Dataset excerpts
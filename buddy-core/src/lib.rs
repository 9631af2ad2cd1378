//! # Playlist Buddy Core
//!
//! Selection and smart-playlist resolution engine. It turns a browsable
//! show → season → episode catalog into ordered episode playlists on a
//! remote media server.
//!
//! ## Overview
//!
//! - **Catalog**: [`catalog::CatalogSnapshot`] is an id-keyed arena for one
//!   refresh of the tree; [`catalog::CatalogLoader`] fills it lazily or
//!   eagerly from a [`buddy_contracts::CatalogProvider`].
//! - **Selection**: [`selection::SelectionModel`] keeps tri-state checkbox
//!   state consistent across the tree and publishes the checked episodes.
//! - **Resolution**: [`resolver::resolve`] turns a
//!   [`buddy_model::SmartRule`] into a deterministic, capped episode
//!   sequence.
//! - **Sync**: [`sync::PlaylistSynchronizer`] rewrites a remote playlist
//!   idempotently and reports partial writes;
//!   [`sync::smart::SmartPlaylistRunner`] chains fetch, resolve and sync.
//!
//! Network-facing operations are async, bounded by timeouts from
//! [`config::BuddyConfig`], and follow last-request-wins per target.
//!
//! ## Example
//!
//! ```
//! use buddy_core::catalog::CatalogSnapshot;
//! use buddy_core::resolver::{WatchSnapshot, resolve};
//! use buddy_model::{Library, LibraryId, MediaNode, NodeId, SmartRule};
//!
//! let lib = LibraryId::from("tv");
//! let mut snapshot = CatalogSnapshot::new();
//! snapshot.insert_library(Library { id: lib.clone(), title: "TV".into() });
//!
//! let show = MediaNode::show("show", lib.clone(), "S");
//! snapshot.set_library_shows(&lib, vec![show]).unwrap();
//! let season = MediaNode::season("s1", "show", 1);
//! snapshot
//!     .attach_children(&NodeId::from("show"), vec![season])
//!     .unwrap();
//! let episode = MediaNode::episode("e1", "s1", 1, 1);
//! snapshot
//!     .attach_children(&NodeId::from("s1"), vec![episode])
//!     .unwrap();
//!
//! let mut rule = SmartRule::default();
//! rule.scope.libraries.push(lib);
//! let watch = WatchSnapshot::new();
//! let resolution = resolve(&snapshot, &watch, &rule).unwrap();
//! assert_eq!(resolution.episodes, vec![NodeId::from("e1")]);
//! ```
#![allow(missing_docs)]

pub mod catalog;
pub mod config;
pub mod error;
pub mod request_gate;
pub mod resolver;
pub mod selection;
pub mod sync;
pub mod telemetry;

pub use config::{BuddyConfig, ConfigSource};
pub use error::{CoreError, Result, ScopeKind};

/// Frequently used engine types.
pub mod prelude {
    pub use crate::catalog::{CatalogLoader, CatalogSnapshot};
    pub use crate::config::BuddyConfig;
    pub use crate::error::{CoreError, Result};
    pub use crate::resolver::{Resolution, WatchSnapshot, resolve};
    pub use crate::selection::{ManualSelections, SelectionModel};
    pub use crate::sync::builder::ManualPlaylistDraft;
    pub use crate::sync::smart::SmartPlaylistRunner;
    pub use crate::sync::{PlaylistRef, PlaylistSynchronizer, SyncOutcome};
}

◆ Directions: What's wanted is a faithful copy of each entry above.

◆ Written response:
filename buddy-core/src/lib.rs
repository 9631af2ad2cd1378
//! # Playlist Buddy Core
//!
//! Selection and smart-playlist resolution engine. It turns a browsable
//! show → season → episode catalog into ordered episode playlists on a
//! remote media server.
//!
//! ## Overview
//!
//! - **Catalog**: [`catalog::CatalogSnapshot`] is an id-keyed arena for one
//!   refresh of the tree; [`catalog::CatalogLoader`] fills it lazily or
//!   eagerly from a [`buddy_contracts::CatalogProvider`].
//! - **Selection**: [`selection::SelectionModel`] keeps tri-state checkbox
//!   state consistent across the tree and publishes the checked episodes.
//! - **Resolution**: [`resolver::resolve`] turns a
//!   [`buddy_model::SmartRule`] into a deterministic, capped episode
//!   sequence.
//! - **Sync**: [`sync::PlaylistSynchronizer`] rewrites a remote playlist
//!   idempotently and reports partial writes;
//!   [`sync::smart::SmartPlaylistRunner`] chains fetch, resolve and sync.
//!
//! Network-facing operations are async, bounded by timeouts from
//! [`config::BuddyConfig`], and follow last-request-wins per target.
//!
//! ## Example
//!
//! ```
//! use buddy_core::catalog::CatalogSnapshot;
//! use buddy_core::resolver::{WatchSnapshot, resolve};
//! use buddy_model::{Library, LibraryId, MediaNode, NodeId, SmartRule};
//!
//! let lib = LibraryId::from("tv");
//! let mut snapshot = CatalogSnapshot::new();
//! snapshot.insert_library(Library { id: lib.clone(), title: "TV".into() });
//!
//! let show = MediaNode::show("show", lib.clone(), "S");
//! snapshot.set_library_shows(&lib, vec![show]).unwrap();
//! let season = MediaNode::season("s1", "show", 1);
//! snapshot
//!     .attach_children(&NodeId::from("show"), vec![season])
//!     .unwrap();
//! let episode = MediaNode::episode("e1", "s1", 1, 1);
//! snapshot
//!     .attach_children(&NodeId::from("s1"), vec![episode])
//!     .unwrap();
//!
//! let mut rule = SmartRule::default();
//! rule.scope.libraries.push(lib);
//! let watch = WatchSnapshot::new();
//! let resolution = resolve(&snapshot, &watch, &rule).unwrap();
//! assert_eq!(resolution.episodes, vec![NodeId::from("e1")]);
//! ```
#![allow(missing_docs)]

pub mod catalog;
pub mod config;
pub mod error;
pub mod request_gate;
pub mod resolver;
pub mod selection;
pub mod sync;
pub mod telemetry;

pub use config::{BuddyConfig, ConfigSource};
pub use error::{CoreError, Result, ScopeKind};

/// Frequently used engine types.
pub mod prelude {
    pub use crate::catalog::{CatalogLoader, CatalogSnapshot};
    pub use crate::config::BuddyConfig;
    pub use crate::error::{CoreError, Result};
    pub use crate::resolver::{Resolution, WatchSnapshot, resolve};
    pub use crate::selection::{ManualSelections, SelectionModel};
    pub use crate::sync::builder::ManualPlaylistDraft;
    pub use crate::sync::smart::SmartPlaylistRunner;
    pub use crate::sync::{PlaylistRef, PlaylistSynchronizer, SyncOutcome};
}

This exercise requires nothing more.